### Task to carry out
Look below for the line that contains "filename cellflow/src/stats.rs", then copy it and each following line exactly, through and including the line that contains "pub struct Statistics".

### The data
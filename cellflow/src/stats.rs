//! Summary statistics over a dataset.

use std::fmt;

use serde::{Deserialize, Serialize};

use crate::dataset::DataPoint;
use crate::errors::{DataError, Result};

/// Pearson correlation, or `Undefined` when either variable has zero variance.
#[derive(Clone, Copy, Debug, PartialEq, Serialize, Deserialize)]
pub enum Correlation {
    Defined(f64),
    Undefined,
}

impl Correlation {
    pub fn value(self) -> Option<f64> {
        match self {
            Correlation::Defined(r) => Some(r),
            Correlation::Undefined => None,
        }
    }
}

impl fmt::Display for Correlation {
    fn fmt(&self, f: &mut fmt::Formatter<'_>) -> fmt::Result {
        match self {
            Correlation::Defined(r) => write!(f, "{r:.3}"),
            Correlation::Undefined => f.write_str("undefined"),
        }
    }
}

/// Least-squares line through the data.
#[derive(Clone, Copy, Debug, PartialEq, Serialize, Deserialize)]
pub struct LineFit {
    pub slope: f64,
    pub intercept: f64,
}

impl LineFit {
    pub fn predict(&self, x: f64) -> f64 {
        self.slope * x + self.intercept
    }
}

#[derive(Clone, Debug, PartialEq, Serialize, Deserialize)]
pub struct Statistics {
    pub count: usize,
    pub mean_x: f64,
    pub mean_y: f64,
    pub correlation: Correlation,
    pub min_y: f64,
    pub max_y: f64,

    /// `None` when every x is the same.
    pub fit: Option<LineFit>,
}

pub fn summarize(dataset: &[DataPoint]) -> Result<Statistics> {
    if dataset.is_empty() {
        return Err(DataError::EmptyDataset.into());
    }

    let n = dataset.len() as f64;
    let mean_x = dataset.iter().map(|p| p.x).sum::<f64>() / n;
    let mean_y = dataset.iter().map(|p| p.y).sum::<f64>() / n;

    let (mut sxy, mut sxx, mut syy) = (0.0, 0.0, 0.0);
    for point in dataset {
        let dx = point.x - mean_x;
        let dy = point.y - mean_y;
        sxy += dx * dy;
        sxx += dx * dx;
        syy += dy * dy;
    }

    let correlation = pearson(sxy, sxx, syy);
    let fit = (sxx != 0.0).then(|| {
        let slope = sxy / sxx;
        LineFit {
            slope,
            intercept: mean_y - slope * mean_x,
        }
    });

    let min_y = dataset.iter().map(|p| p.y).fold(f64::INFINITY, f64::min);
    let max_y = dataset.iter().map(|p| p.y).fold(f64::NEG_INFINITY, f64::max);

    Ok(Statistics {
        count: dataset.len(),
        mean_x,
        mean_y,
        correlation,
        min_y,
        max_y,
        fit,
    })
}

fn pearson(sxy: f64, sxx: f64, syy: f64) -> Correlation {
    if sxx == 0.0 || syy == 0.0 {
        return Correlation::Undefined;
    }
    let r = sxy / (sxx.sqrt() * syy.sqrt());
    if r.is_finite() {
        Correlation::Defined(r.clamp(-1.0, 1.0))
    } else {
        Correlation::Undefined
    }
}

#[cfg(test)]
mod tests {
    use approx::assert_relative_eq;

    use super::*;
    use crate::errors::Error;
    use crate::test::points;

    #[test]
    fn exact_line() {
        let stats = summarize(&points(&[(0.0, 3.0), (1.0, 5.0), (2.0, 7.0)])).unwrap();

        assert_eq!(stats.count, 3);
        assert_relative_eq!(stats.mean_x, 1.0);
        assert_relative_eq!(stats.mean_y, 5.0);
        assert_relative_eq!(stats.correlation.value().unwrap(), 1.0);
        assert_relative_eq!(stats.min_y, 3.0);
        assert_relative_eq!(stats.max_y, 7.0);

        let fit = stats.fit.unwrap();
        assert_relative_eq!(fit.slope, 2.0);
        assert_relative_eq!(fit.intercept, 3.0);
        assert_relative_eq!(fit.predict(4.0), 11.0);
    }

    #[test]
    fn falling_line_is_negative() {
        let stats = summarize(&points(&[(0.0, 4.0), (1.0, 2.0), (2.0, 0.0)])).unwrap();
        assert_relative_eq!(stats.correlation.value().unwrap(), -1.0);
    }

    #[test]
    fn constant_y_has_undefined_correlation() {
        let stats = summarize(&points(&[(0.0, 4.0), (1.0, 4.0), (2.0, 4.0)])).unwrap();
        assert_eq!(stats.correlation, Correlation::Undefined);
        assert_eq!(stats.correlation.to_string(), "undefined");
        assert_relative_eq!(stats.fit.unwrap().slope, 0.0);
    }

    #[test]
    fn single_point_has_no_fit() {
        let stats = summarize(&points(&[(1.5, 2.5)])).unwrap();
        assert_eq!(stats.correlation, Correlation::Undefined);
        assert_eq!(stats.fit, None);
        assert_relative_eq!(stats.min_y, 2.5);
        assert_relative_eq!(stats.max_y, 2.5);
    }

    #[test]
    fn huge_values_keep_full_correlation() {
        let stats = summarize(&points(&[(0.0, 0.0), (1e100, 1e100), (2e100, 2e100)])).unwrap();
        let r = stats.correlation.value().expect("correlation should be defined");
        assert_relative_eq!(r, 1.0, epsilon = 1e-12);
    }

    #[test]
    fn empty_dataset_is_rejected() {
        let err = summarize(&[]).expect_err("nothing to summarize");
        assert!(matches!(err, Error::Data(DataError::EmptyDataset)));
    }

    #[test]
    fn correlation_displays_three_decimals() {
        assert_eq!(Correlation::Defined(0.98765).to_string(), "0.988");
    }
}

...

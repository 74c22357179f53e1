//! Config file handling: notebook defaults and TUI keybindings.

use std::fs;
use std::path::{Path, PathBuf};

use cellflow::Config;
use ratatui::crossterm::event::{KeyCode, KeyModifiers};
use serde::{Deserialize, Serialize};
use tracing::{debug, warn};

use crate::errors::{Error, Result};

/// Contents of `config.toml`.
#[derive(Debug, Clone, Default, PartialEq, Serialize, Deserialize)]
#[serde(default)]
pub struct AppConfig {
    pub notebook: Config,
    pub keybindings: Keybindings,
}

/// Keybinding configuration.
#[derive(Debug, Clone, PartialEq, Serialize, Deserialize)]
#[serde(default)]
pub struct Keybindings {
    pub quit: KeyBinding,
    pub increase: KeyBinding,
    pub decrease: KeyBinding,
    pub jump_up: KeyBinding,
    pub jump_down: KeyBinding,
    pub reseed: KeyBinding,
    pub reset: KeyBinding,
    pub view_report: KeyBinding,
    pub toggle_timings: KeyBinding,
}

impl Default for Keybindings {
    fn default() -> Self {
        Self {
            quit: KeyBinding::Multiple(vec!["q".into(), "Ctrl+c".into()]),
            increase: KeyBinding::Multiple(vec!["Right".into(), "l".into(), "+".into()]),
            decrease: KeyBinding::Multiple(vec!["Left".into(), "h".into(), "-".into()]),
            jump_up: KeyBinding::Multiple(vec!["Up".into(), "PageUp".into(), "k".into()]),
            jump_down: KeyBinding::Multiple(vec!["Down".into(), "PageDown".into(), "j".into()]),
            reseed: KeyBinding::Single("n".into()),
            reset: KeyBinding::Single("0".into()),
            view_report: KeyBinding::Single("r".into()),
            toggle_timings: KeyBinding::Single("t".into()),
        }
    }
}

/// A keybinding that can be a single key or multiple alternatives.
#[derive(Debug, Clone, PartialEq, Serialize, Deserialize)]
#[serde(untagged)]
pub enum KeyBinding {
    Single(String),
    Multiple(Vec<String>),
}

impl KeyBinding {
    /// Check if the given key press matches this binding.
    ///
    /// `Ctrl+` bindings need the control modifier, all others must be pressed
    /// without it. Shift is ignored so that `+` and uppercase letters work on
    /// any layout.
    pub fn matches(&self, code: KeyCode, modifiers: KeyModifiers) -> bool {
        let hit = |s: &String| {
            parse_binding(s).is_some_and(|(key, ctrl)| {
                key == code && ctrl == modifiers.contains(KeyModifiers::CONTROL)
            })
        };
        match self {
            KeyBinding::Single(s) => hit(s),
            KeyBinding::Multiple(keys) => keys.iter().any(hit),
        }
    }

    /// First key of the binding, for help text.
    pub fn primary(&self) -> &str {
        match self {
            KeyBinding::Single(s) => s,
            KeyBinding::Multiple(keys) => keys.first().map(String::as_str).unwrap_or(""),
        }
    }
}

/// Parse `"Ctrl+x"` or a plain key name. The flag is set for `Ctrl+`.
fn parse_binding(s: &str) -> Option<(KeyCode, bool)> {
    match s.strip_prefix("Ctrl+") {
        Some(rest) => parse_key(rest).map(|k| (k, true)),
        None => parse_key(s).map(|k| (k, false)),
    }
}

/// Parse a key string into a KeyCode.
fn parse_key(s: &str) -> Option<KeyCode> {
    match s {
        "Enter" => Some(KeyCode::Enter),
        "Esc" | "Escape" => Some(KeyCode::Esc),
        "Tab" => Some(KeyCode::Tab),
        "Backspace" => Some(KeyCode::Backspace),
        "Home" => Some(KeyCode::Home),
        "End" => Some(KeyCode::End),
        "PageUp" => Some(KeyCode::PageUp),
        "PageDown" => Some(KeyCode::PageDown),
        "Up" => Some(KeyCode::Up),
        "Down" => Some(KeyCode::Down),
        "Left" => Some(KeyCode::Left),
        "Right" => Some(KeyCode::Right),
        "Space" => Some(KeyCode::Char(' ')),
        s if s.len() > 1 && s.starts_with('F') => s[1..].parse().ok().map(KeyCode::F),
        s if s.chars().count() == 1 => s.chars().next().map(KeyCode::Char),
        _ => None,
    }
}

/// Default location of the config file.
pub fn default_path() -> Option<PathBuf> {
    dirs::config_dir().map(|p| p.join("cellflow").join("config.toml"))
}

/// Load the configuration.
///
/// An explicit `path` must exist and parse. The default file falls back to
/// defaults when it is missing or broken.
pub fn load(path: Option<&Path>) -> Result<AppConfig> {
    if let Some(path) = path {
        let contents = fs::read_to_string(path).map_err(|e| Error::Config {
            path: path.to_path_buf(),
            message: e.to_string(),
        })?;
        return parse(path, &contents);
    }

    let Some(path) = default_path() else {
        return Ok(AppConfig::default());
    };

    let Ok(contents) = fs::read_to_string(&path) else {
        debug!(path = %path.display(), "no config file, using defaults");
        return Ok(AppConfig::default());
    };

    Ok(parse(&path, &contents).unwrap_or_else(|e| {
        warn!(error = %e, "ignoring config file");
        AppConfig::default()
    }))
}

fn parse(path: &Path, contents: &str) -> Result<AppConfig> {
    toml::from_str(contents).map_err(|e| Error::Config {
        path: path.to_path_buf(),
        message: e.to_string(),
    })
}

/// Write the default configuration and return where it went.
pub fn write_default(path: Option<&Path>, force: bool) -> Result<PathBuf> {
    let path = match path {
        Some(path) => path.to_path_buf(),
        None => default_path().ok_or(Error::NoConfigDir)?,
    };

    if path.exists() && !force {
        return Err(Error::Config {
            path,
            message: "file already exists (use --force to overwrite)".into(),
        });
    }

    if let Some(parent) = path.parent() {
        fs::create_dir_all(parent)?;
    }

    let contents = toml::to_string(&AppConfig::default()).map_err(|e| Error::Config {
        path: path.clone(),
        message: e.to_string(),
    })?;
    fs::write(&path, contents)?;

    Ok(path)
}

### The answer
filename cellflow/src/stats.rs
//! Summary statistics over a dataset.

use std::fmt;

use serde::{Deserialize, Serialize};

use crate::dataset::DataPoint;
use crate::errors::{DataError, Result};

/// Pearson correlation, or `Undefined` when either variable has zero variance.
#[derive(Clone, Copy, Debug, PartialEq, Serialize, Deserialize)]
pub enum Correlation {
    Defined(f64),
    Undefined,
}

impl Correlation {
    pub fn value(self) -> Option<f64> {
        match self {
            Correlation::Defined(r) => Some(r),
            Correlation::Undefined => None,
        }
    }
}

impl fmt::Display for Correlation {
    fn fmt(&self, f: &mut fmt::Formatter<'_>) -> fmt::Result {
        match self {
            Correlation::Defined(r) => write!(f, "{r:.3}"),
            Correlation::Undefined => f.write_str("undefined"),
        }
    }
}

/// Least-squares line through the data.
#[derive(Clone, Copy, Debug, PartialEq, Serialize, Deserialize)]
pub struct LineFit {
    pub slope: f64,
    pub intercept: f64,
}

impl LineFit {
    pub fn predict(&self, x: f64) -> f64 {
        self.slope * x + self.intercept
    }
}

#[derive(Clone, Debug, PartialEq, Serialize, Deserialize)]
pub struct Statistics {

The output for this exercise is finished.